Ruby is awesome, and Rails makes it even more awesome. I started my journey with Ruby on Rails about a year ago in order to make an API for asknative app for iOS. Before that I only did very little PHP and mostly frontend stuff. Anyway, here is what I wish someone told me when I was getting started.

1. Cache from the start

Caching is critical. If you didn't cache from the start you are never going to cache. Caching is a pain in the ass, and as long as you delay its going to be harder to add. Thinking that there is no need for adding cache, when you are getting started because there is no complex queries yet. Is the first step toward a bigger problem later.

In our case, we tried to add caching later in the process, and failed to do so. We've spent around 3 weeks trying different solutions with no luck. We ended up delaying this issue again, because the serialization gem we were using was not very handy with external cache, and requires to use its caching layer. Their caching system didn't work well with us, and they were rewriting their gem again to improve it and rethinking about cache. So now we either remove this gem or just wait till they add caching.

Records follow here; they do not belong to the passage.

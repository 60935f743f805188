//! A thin, ergonomic facade over [`storage::Store`]: open a store, open a
//! named map on it, and read/write through a small typed handle instead of
//! juggling map ids.

use std::sync::Arc;

pub use storage::{CompressionMode, Result, StorageError, Store, StoreConfig, StoreConfigBuilder};

/// A handle to one open named map within a [`Store`].
pub struct Map {
    store: Arc<Store>,
    id: u32,
}

impl Map {
    pub fn put(&self, key: impl Into<Vec<u8>>, value: impl Into<Vec<u8>>) -> Result<()> {
        self.store.put(self.id, key.into(), value.into())
    }

    pub fn get(&self, key: impl AsRef<[u8]>) -> Result<Option<Vec<u8>>> {
        self.store.get(self.id, key.as_ref())
    }

    pub fn remove(&self, key: impl AsRef<[u8]>) -> Result<bool> {
        self.store.remove(self.id, key.as_ref())
    }
}

/// Opens a store and returns a handle, the entry point most callers reach
/// for instead of constructing [`Store`] directly.
pub fn open(config: StoreConfig) -> Result<Arc<Store>> {
    Store::open(config)
}

pub fn open_map(store: &Arc<Store>, name: &str) -> Result<Map> {
    let id = store.open_map(name)?;
    Ok(Map {
        store: store.clone(),
        id,
    })
}

#[cfg(test)]
mod tests {
    use super::*;

    #[test]
    fn facade_put_get_roundtrips() {
        let store = open(StoreConfig::builder().in_memory().build().unwrap()).unwrap();
        let map = open_map(&store, "widgets").unwrap();
        map.put("k", "v").unwrap();
        store.commit().unwrap();
        assert_eq!(map.get("k").unwrap(), Some(b"v".to_vec()));
    }
}
use std::collections::HashMap;
use std::sync::atomic::{AtomicI64, Ordering};
use std::sync::Arc;

use btree::{Map as BMap, Page, PagePos, PageSink, PageSource, TocEntry};
use parking_lot::{Mutex, RwLock};
use tracing::warn;

use crate::buffer_pool::BufferPool;
use crate::cache::ShardedCache;
use crate::chunk::Chunk;
use crate::chunk_header_footer::{ChunkFooter, ChunkHeader};
use crate::chunk_registry::ChunkRegistry;
use crate::config::StoreConfig;
use crate::consts::{
    BLOCK_SIZE, DEFAULT_RETENTION_TIME_MS, FORMAT_READ_MAX, FORMAT_READ_MIN, FORMAT_WRITE_MAX, FORMAT_WRITE_MIN,
    LAYOUT_MAP_ID, META_MAP_ID,
};
use crate::error::{Result, StorageError};
use crate::file_io::{FileBackend, InMemoryBackend, OsFileBackend};
use crate::free_space::FreeSpaceMap;
use crate::header::StoreHeader;
use crate::layout::LayoutMap;
use crate::map_registry::{MapRegistry, OpenMapInfo};
use crate::meta::MetaMap;
use crate::time::{now_millis, sanitize_creation_time};
use crate::version::VersionTracker;

#[derive(Debug, Clone, Copy, PartialEq, Eq)]
pub(crate) enum Lifecycle {
    Open,
    Stopping,
    Closing,
    Closed,
}

/// The top-level engine. Owns the file backend, every registry, and the
/// three commit-pipeline locks (`store_lock`, `serialization_lock`,
/// `save_chunk_lock`), acquired strictly in that order.
pub struct Store {
    pub(crate) config: StoreConfig,
    pub(crate) backend: Arc<dyn FileBackend>,
    pub(crate) state: Mutex<Lifecycle>,
    pub(crate) store_lock: Mutex<()>,
    pub(crate) serialization_lock: Mutex<()>,
    pub(crate) save_chunk_lock: Mutex<()>,
    pub(crate) chunks: ChunkRegistry,
    pub(crate) map_registry: MapRegistry,
    pub(crate) open_maps: Mutex<HashMap<u32, BMap<Vec<u8>, Vec<u8>>>>,
    pub(crate) versions: VersionTracker,
    pub(crate) free_space: Mutex<FreeSpaceMap>,
    pub(crate) buffer_pool: BufferPool,
    pub(crate) page_cache: ShardedCache<u64, Arc<Page>>,
    pub(crate) toc_cache: ShardedCache<u32, Arc<Vec<TocEntry>>>,
    pub(crate) layout: RwLock<LayoutMap>,
    pub(crate) meta: RwLock<MetaMap>,
    pub(crate) panic: Mutex<Option<StorageError>>,
    pub(crate) created: u64,
    pub(crate) unsaved_memory: AtomicI64,
}
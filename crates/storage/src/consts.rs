//! Constants shared across the store engine.

/// Every chunk and the file header are aligned to this many bytes.
pub const BLOCK_SIZE: u64 = 4096;

/// Current on-disk format version.
pub const FORMAT: u32 = 2;
pub const FORMAT_WRITE_MIN: u32 = 2;
pub const FORMAT_WRITE_MAX: u32 = 2;
pub const FORMAT_READ_MIN: u32 = 1;
pub const FORMAT_READ_MAX: u32 = 2;

/// Chunk ids wrap modulo this value.
pub const MAX_ID: u32 = u32::MAX;

/// The id of the layout map is fixed; every other map's id is allocated.
pub const LAYOUT_MAP_ID: u32 = 0;

/// The id of the meta map is fixed too; user maps start allocating from 2.
pub const META_MAP_ID: u32 = 1;

pub const INITIAL_VERSION: u64 = 0;

/// Default retention window (ms) before a physically unreferenced chunk may
/// be reclaimed; protects in-flight reads and crash recovery.
pub const DEFAULT_RETENTION_TIME_MS: u64 = 45_000;

/// Length (in bytes) of the sentinel/legacy clock-skew cutoff: any RTC
/// reading before this is treated as absent and replaced with
/// `now - default_retention_time`.
pub const CLOCK_2014_MS: u64 = 1_388_534_400_000;

/// Single-thread pipeline depth: the serializer can be one chunk ahead of
/// the buffer-saver.
pub const PIPE_LENGTH: usize = 1;

/// Pooled write buffers bigger than this are dropped instead of recycled.
pub const MAX_POOLED_BUFFER: usize = 4 * 1024 * 1024;

pub const FOOTER_LENGTH: usize = 128;
pub const MAX_HEADER_LENGTH: usize = 4096;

I'm not blaming them for that, it’s our problem that we didn't find out about this from the start. So do yourself a favor and setup caching from the beginning.

2. Never slack on Testing

Startups is about sprinting. Features will be added, modified, and removed and it has to be done fast. We tend to think the testing is an overhead. Maybe because your tests take too long to run. Maybe because you see the time take for adding necessary tests will be a waste of time. Maybe because specs are going to change anyway. Or maybe you are so confident of your code that you don't need to test your code.

The moment you say we'll do tests later, you are surrendering to your code. Testing is never a waste of time. And it is very important specially when you are in a startup. Because there is alway a constant change it means that you need to have a way to be 100% confident when you apply those changes to production.

“Move fast and break things”

Of course, but that doesn't mean you should do it intentionally.

Testing is tedious, takes time and effort to do it right, not fun, and sometimes it takes longer time to fix testing bugs. But having tests will make you the owner of your code, not a slave to it. Scared of touching your code or others code not to break anything. Scared of pushing to production, because you have to test it over and over to make sure nothing breaks.

3. Lazy requests

In any request, avoid doing any work as much as possible. If there is a task that is not directly related to the request, it should be running in the background as a worker.

Lets say there is a request that should update user profile. You only need to validate the data, then return ok to the frontend. Unless you are working with sensitive information, there is no need for the extra delay added for inserting or updating record in the database. Even if the request only sends one request to the database there will be callbacks and triggers firing all over the place before, after storing.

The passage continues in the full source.